As we put this same logic to our work - life situations, we many times realize that perspectives of various viewpoints play an impact in the things we do, invest or participate in. This can also crucially decide the fate of your decision to be a success of a fail, a profit or a loss. Therefore, let us further understand how this selection process can affect or be beneficial for our project. This shows us that 2 or more arguments will help us achieve a reasonable amount of information making our decision one that has a strong structure of key points that will create a stronger and effective impact.
Cherry picking, may not be the best approach. However it may be essential on certain aspects and in certain areas to an extent. It may also help in the elimination of creating waste. For example in selecting a quick lean project at the workplace during a brainstorming session individuals may bring to the table a varied number of problem areas to work on. Engineering on some engineering issues, customer service with some customer related problems, admin with some administrative processing problems, etc. though each area is crucial and important you as a manager can look at the future interest of the companies goals which might not be in the light yet and cherry pick on a particular departments issue to work on. This may not go down well with the other departments but explaining to them how a future goal which could cause damages to the organization can be averted by giving priority to this project might justify your choice over the groups.

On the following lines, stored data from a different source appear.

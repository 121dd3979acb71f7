//! Domain error model.

use thiserror::Error;

/// Result type used across the domain layer.
pub type DomainResult<T> = Result<T, DomainError>;

/// Domain-level error.
///
/// Store operations never fail (unknown ids are silent no-ops), so this only
/// covers parsing presentation input and misuse of the form state machine.
#[derive(Debug, Error, Clone, PartialEq, Eq)]
pub enum DomainError {
    /// Malformed input from the presentation layer (e.g. an unknown field name).
    ///
    /// Numeric field values are never validated; they coerce to NaN instead.
    #[error("validation failed: {0}")]
    Validation(String),

    /// An identifier was invalid (e.g. parse failure).
    #[error("invalid identifier: {0}")]
    InvalidId(String),

    /// A requested record was not found.
    #[error("not found")]
    NotFound,

    /// The operation collides with state that is already active
    /// (e.g. opening the form while it is open).
    #[error("conflict: {0}")]
    Conflict(String),

    /// The operation is not a valid transition from the current state.
    #[error("invalid transition: {0}")]
    InvalidTransition(String),
}

impl DomainError {
    pub fn validation(msg: impl Into<String>) -> Self {
        Self::Validation(msg.into())
    }

    pub fn invalid_id(msg: impl Into<String>) -> Self {
        Self::InvalidId(msg.into())
    }

    pub fn not_found() -> Self {
        Self::NotFound
    }

    pub fn conflict(msg: impl Into<String>) -> Self {
        Self::Conflict(msg.into())
    }

    pub fn invalid_transition(msg: impl Into<String>) -> Self {
        Self::InvalidTransition(msg.into())
    }
}
//! CLI argument definitions.

use clap::{Parser, ValueEnum};
use clap_verbosity_flag::{Verbosity, WarnLevel};
use tracing::level_filters::LevelFilter;

use stocklist_inventory::{LOW_STOCK_THRESHOLD, SortDirection};
use stocklist_observability::LogFormat;

#[derive(Debug, Parser)]
#[command(
    name = "stocklist",
    version,
    about = "Interactive inventory list editor",
    long_about = "Edit an in-memory inventory list from the terminal.\n\n\
                  Type `help` at the prompt for the command list. Nothing is saved \
                  when the session ends."
)]
pub struct Cli {
    /// Start with an empty list instead of the demo records.
    #[arg(long)]
    pub empty: bool,

    /// Initial quantity sort direction.
    #[arg(long, value_enum, default_value = "desc")]
    pub sort: SortArg,

    /// Initial category filter.
    #[arg(long, value_name = "CATEGORY")]
    pub category: Option<String>,

    /// Rows with a quantity below this are marked as low stock.
    #[arg(long = "low-stock", value_name = "N", default_value_t = LOW_STOCK_THRESHOLD)]
    pub low_stock: i64,

    /// Adjust log verbosity (-v for info, -vv for debug, -q for errors only).
    #[command(flatten)]
    pub verbosity: Verbosity<WarnLevel>,

    /// Log output format.
    #[arg(long = "log-format", value_enum, default_value = "text")]
    pub log_format: LogFormatArg,
}

#[derive(Debug, Clone, Copy, PartialEq, Eq, ValueEnum)]
pub enum SortArg {
    Asc,
    Desc,
}

impl From<SortArg> for SortDirection {
    fn from(value: SortArg) -> Self {
        match value {
            SortArg::Asc => SortDirection::Ascending,
            SortArg::Desc => SortDirection::Descending,
        }
    }
}

#[derive(Debug, Clone, Copy, PartialEq, Eq, ValueEnum)]
pub enum LogFormatArg {
    Text,
    Json,
}

impl From<LogFormatArg> for LogFormat {
    fn from(value: LogFormatArg) -> Self {
        match value {
            LogFormatArg::Text => LogFormat::Text,
            LogFormatArg::Json => LogFormat::Json,
        }
    }
}

impl Cli {
    /// Default `EnvFilter` directive derived from `-v`/`-q`.
    pub fn log_filter(&self) -> &'static str {
        let level = self.verbosity.tracing_level_filter();
        if level == LevelFilter::OFF {
            "off"
        } else if level == LevelFilter::ERROR {
            "error"
        } else if level == LevelFilter::WARN {
            "warn"
        } else if level == LevelFilter::INFO {
            "info"
        } else if level == LevelFilter::DEBUG {
            "debug"
        } else {
            "trace"
        }
    }
}

/// Session settings resolved from the command line.
#[derive(Debug, Clone, PartialEq, Eq)]
pub struct ShellConfig {
    pub seed_demo: bool,
    pub sort: SortDirection,
    pub category: Option<String>,
    pub low_stock_threshold: i64,
}

impl Default for ShellConfig {
    fn default() -> Self {
        Self {
            seed_demo: true,
            sort: SortDirection::default(),
            category: None,
            low_stock_threshold: LOW_STOCK_THRESHOLD,
        }
    }
}

impl From<&Cli> for ShellConfig {
    fn from(cli: &Cli) -> Self {
        Self {
            seed_demo: !cli.empty,
            sort: cli.sort.into(),
            category: cli.category.clone(),
            low_stock_threshold: cli.low_stock,
        }
    }
}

This could also play out on a flip side where a bias manager who leans more toward marketing goals and sales targets or HR practices and other such roles could cherry pick a situation based on benefiting his or her personal achievement of respect among his subordinates or teams, also to benefit the teams by achieving their targets and making life at work easier for them first, etc. This can have a detrimental effect on the organizations critical areas that need to be addressed first.
Ironically, I too have faced this recently where in I led a meeting cherry picking areas I enjoy working on such a creative solution areas for a companies improvement strategy for the future. My passion being creative innovation and brand identity management and all things creative from a user interface and experience point of view, I completely missed the boat and luckily a close friend on the clients team pointed that maybe we need to also focus on some backend as it has been causing some concern. I had to apologize and found out that an innovative change in the ERP system and CRM system was actually the only innovative solution they required, having completed these two tasks we saw massive growth and true value creation was achieved.
Therefore, it is very important, when selecting continuous improvement projects we need to assess the idea from various perspectives not just ours and see if we are in any way cherry picking where it is not the right approach. We must also always remember the quote that was made famous by Edwin Rolfe and Lester Fuller in 1946 “You can never tell a book by its cover.”